### [What to work on]
Below are entries; copy exactly the lines from the one with "use kinnect_config::AppConfig;" through the one with "hanging off them.", both included, and leave out the rest.

### [Data]
=== Begin Enclosure ===

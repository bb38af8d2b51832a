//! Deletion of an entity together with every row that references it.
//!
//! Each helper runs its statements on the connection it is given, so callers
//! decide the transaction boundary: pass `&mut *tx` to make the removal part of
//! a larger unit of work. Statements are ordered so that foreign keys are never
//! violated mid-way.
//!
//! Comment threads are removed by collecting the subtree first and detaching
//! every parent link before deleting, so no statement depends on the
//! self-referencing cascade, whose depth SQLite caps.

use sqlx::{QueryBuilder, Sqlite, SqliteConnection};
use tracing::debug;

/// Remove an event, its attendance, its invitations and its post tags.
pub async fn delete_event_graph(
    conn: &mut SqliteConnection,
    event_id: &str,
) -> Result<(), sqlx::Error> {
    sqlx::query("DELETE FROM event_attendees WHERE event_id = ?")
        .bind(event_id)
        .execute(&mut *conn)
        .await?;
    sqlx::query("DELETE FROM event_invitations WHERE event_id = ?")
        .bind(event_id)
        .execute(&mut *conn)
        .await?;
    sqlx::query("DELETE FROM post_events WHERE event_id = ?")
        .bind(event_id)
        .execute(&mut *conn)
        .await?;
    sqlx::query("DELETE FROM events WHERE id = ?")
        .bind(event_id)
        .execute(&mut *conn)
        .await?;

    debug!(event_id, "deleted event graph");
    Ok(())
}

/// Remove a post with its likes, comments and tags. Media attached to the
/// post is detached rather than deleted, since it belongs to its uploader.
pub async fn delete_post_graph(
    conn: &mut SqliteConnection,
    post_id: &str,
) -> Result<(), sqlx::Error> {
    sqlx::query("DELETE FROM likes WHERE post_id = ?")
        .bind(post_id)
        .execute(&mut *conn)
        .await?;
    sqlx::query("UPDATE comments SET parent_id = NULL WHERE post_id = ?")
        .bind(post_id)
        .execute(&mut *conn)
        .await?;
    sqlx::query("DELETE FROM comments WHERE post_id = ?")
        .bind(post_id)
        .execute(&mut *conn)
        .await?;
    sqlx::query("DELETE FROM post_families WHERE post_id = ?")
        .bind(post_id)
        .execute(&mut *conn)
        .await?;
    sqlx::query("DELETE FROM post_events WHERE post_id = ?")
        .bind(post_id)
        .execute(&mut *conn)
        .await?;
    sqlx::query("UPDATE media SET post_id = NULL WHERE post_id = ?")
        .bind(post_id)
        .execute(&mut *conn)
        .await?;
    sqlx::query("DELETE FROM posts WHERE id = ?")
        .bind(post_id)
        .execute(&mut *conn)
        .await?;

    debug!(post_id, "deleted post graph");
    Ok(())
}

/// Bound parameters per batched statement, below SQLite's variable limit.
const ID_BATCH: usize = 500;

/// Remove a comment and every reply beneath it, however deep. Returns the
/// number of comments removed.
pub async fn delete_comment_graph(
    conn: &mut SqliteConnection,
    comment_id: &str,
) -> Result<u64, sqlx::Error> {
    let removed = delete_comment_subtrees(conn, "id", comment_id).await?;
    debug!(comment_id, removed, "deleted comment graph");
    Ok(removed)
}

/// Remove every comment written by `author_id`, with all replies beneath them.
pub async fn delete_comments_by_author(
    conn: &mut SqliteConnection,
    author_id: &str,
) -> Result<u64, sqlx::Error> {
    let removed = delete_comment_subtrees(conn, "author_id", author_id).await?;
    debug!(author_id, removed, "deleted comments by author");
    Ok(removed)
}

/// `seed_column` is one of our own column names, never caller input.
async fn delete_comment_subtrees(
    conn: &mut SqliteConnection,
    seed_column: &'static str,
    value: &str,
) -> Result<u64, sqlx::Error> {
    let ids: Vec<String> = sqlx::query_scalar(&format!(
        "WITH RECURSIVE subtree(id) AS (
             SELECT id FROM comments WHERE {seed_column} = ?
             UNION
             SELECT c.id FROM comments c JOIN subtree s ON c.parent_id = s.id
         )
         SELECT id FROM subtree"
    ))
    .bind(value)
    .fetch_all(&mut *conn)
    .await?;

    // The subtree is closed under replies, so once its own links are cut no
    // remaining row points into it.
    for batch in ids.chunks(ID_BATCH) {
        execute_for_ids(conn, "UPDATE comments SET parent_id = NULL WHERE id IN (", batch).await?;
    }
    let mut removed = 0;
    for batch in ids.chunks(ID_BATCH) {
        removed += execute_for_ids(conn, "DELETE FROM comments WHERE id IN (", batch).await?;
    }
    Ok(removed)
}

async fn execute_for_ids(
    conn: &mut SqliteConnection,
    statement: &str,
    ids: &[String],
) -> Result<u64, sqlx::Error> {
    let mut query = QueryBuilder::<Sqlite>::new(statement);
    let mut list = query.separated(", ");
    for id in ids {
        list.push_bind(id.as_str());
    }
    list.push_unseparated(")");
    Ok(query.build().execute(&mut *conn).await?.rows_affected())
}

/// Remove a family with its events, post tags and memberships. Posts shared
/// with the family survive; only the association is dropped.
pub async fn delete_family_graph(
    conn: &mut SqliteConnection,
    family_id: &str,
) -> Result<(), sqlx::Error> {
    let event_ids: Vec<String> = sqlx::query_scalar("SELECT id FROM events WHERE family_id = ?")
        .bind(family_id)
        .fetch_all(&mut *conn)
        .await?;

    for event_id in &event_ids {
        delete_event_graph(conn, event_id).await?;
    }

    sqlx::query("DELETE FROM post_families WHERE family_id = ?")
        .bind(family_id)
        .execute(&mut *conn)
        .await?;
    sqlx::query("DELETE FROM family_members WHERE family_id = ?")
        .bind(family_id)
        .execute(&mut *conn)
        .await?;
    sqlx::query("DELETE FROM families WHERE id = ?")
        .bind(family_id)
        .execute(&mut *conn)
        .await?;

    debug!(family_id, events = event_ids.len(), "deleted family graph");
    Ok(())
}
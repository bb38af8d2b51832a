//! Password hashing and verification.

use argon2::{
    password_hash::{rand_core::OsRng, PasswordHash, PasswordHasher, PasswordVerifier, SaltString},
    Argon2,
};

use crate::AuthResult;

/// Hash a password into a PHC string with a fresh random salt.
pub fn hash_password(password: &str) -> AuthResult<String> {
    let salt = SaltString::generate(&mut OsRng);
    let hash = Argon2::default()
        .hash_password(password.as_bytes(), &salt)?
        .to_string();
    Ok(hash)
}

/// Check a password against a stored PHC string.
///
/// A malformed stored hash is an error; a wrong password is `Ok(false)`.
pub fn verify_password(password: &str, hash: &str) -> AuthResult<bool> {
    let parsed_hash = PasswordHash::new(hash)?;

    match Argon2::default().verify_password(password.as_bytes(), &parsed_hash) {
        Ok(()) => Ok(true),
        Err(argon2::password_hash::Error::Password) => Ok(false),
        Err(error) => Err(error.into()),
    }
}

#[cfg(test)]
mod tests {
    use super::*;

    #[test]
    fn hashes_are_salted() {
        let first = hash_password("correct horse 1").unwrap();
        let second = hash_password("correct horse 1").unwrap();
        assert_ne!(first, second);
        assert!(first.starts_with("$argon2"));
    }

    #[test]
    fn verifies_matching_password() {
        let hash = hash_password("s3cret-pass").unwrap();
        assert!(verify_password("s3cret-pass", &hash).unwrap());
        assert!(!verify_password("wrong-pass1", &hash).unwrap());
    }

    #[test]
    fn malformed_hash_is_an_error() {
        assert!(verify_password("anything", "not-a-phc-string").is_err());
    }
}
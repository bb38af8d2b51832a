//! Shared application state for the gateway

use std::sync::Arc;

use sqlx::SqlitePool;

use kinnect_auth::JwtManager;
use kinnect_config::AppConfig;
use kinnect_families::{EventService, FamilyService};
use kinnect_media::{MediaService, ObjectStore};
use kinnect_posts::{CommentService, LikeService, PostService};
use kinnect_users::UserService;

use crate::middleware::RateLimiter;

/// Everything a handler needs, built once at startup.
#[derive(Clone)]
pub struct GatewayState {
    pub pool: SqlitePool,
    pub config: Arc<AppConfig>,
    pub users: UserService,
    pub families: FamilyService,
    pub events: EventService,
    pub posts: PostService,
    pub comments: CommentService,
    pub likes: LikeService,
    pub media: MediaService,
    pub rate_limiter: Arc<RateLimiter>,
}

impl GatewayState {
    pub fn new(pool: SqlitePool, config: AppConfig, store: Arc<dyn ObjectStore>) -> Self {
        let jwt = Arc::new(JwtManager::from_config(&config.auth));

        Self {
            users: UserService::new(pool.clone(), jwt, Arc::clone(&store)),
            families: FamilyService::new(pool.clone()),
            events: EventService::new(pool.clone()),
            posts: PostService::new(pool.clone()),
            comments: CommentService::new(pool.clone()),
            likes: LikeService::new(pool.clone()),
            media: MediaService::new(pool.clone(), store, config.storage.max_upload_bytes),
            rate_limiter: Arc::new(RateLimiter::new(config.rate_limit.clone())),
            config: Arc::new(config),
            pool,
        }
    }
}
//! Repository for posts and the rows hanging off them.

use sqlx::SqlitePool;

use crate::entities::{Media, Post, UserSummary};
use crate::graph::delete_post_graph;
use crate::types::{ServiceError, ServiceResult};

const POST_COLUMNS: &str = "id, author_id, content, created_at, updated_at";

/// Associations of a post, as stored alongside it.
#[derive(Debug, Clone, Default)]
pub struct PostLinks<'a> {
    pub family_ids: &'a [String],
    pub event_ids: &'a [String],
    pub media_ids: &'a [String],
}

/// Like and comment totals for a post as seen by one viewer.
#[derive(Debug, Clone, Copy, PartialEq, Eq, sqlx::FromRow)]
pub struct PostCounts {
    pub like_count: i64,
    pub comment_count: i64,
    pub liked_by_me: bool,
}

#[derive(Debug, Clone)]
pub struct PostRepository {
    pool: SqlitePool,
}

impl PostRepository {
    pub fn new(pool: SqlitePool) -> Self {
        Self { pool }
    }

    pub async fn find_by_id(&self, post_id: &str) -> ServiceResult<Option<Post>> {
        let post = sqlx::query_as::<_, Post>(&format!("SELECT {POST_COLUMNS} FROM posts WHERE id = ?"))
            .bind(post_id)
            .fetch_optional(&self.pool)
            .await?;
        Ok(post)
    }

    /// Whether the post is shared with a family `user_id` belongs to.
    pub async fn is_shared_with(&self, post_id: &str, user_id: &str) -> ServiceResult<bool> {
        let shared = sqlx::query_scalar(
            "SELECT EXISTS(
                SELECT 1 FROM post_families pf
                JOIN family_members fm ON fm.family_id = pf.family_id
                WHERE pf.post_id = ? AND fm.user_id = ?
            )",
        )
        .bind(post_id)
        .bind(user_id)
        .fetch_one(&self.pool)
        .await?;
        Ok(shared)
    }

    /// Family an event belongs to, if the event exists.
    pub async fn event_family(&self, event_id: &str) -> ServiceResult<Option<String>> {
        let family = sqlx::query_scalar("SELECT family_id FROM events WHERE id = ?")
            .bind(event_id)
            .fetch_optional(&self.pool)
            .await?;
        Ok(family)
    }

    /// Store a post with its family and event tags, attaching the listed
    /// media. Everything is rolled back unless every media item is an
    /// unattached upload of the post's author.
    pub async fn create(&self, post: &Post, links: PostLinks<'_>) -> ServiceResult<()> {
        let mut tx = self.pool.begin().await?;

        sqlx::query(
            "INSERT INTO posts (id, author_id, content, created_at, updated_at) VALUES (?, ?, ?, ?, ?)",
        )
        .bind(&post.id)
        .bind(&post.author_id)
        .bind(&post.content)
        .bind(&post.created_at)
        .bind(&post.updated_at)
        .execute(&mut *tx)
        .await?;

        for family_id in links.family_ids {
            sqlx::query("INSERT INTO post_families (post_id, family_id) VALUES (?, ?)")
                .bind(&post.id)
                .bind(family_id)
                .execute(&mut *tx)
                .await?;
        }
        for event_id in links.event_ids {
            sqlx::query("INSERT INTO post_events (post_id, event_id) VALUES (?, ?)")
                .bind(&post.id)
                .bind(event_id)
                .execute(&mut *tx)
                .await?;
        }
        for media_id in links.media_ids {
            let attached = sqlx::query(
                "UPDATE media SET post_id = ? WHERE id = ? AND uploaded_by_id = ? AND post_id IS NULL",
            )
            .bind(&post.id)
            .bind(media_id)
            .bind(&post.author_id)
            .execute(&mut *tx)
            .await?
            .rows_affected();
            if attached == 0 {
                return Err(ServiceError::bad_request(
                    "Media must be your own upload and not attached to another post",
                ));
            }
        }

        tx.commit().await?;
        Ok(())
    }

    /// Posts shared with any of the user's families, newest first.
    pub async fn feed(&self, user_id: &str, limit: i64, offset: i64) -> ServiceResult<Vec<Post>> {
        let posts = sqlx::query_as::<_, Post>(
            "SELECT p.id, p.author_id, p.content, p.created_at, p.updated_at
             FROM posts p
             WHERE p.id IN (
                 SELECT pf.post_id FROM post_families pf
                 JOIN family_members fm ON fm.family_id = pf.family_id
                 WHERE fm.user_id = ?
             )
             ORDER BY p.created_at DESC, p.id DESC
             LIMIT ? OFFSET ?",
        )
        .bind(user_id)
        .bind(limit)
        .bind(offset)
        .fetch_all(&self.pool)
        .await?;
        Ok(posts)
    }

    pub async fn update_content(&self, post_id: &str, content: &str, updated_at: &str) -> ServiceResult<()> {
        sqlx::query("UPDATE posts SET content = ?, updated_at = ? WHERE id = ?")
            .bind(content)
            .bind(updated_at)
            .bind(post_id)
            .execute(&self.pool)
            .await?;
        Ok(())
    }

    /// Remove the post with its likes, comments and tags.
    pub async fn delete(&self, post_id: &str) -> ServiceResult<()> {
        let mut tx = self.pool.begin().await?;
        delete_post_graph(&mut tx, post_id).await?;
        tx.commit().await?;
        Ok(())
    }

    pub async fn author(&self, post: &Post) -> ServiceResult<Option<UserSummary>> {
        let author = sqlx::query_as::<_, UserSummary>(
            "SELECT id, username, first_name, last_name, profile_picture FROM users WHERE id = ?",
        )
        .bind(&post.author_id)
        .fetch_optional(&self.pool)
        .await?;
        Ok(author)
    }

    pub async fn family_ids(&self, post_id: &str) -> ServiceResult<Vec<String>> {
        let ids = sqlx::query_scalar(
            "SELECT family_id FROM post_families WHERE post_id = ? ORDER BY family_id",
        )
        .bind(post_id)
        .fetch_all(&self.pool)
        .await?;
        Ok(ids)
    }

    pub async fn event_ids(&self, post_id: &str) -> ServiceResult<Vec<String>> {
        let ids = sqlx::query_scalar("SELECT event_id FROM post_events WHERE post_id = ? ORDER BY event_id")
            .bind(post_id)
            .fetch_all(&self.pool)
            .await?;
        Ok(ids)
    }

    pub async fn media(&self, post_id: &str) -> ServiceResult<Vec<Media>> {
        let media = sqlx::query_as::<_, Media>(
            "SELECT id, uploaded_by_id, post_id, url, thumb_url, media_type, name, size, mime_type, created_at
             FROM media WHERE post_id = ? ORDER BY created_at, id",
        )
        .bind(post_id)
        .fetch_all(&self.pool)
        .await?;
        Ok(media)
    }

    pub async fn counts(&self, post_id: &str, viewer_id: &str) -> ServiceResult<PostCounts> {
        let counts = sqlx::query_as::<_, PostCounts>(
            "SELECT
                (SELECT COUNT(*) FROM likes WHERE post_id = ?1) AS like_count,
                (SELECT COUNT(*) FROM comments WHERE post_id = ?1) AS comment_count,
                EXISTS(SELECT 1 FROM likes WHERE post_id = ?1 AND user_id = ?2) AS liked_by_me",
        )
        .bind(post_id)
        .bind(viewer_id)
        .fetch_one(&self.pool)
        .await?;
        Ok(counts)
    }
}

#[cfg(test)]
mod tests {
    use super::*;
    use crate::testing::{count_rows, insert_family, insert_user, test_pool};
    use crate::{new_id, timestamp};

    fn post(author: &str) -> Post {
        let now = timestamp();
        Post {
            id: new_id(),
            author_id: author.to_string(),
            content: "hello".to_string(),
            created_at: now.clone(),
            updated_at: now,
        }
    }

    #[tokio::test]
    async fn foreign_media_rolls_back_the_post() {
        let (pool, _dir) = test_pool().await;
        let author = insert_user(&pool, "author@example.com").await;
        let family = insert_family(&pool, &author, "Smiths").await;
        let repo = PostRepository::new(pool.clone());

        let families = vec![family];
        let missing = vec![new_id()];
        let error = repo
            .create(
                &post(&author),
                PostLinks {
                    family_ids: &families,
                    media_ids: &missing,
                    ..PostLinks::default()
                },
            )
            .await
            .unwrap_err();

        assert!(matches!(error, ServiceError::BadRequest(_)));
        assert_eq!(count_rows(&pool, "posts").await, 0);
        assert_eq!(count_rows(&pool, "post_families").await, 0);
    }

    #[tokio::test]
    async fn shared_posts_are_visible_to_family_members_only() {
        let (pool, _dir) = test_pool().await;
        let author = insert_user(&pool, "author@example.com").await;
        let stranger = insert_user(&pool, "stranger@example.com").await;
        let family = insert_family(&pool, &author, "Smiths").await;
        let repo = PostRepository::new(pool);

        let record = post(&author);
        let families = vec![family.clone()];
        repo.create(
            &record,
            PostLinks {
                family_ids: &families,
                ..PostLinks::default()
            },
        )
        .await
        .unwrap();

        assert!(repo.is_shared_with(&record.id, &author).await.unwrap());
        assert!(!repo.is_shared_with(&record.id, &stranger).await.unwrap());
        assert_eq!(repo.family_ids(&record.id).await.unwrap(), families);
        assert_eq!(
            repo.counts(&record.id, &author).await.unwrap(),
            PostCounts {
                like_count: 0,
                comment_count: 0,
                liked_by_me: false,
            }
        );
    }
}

=== End Enclosure ===

### [Solution]
use kinnect_config::AppConfig;
use kinnect_families::{EventService, FamilyService};
use kinnect_media::{MediaService, ObjectStore};
use kinnect_posts::{CommentService, LikeService, PostService};
use kinnect_users::UserService;

use crate::middleware::RateLimiter;

/// Everything a handler needs, built once at startup.
#[derive(Clone)]
pub struct GatewayState {
    pub pool: SqlitePool,
    pub config: Arc<AppConfig>,
    pub users: UserService,
    pub families: FamilyService,
    pub events: EventService,
    pub posts: PostService,
    pub comments: CommentService,
    pub likes: LikeService,
    pub media: MediaService,
    pub rate_limiter: Arc<RateLimiter>,
}

impl GatewayState {
    pub fn new(pool: SqlitePool, config: AppConfig, store: Arc<dyn ObjectStore>) -> Self {
        let jwt = Arc::new(JwtManager::from_config(&config.auth));

        Self {
            users: UserService::new(pool.clone(), jwt, Arc::clone(&store)),
            families: FamilyService::new(pool.clone()),
            events: EventService::new(pool.clone()),
            posts: PostService::new(pool.clone()),
            comments: CommentService::new(pool.clone()),
            likes: LikeService::new(pool.clone()),
            media: MediaService::new(pool.clone(), store, config.storage.max_upload_bytes),
            rate_limiter: Arc::new(RateLimiter::new(config.rate_limit.clone())),
            config: Arc::new(config),
            pool,
        }
    }
}
//! Repository for posts and the rows hanging off them.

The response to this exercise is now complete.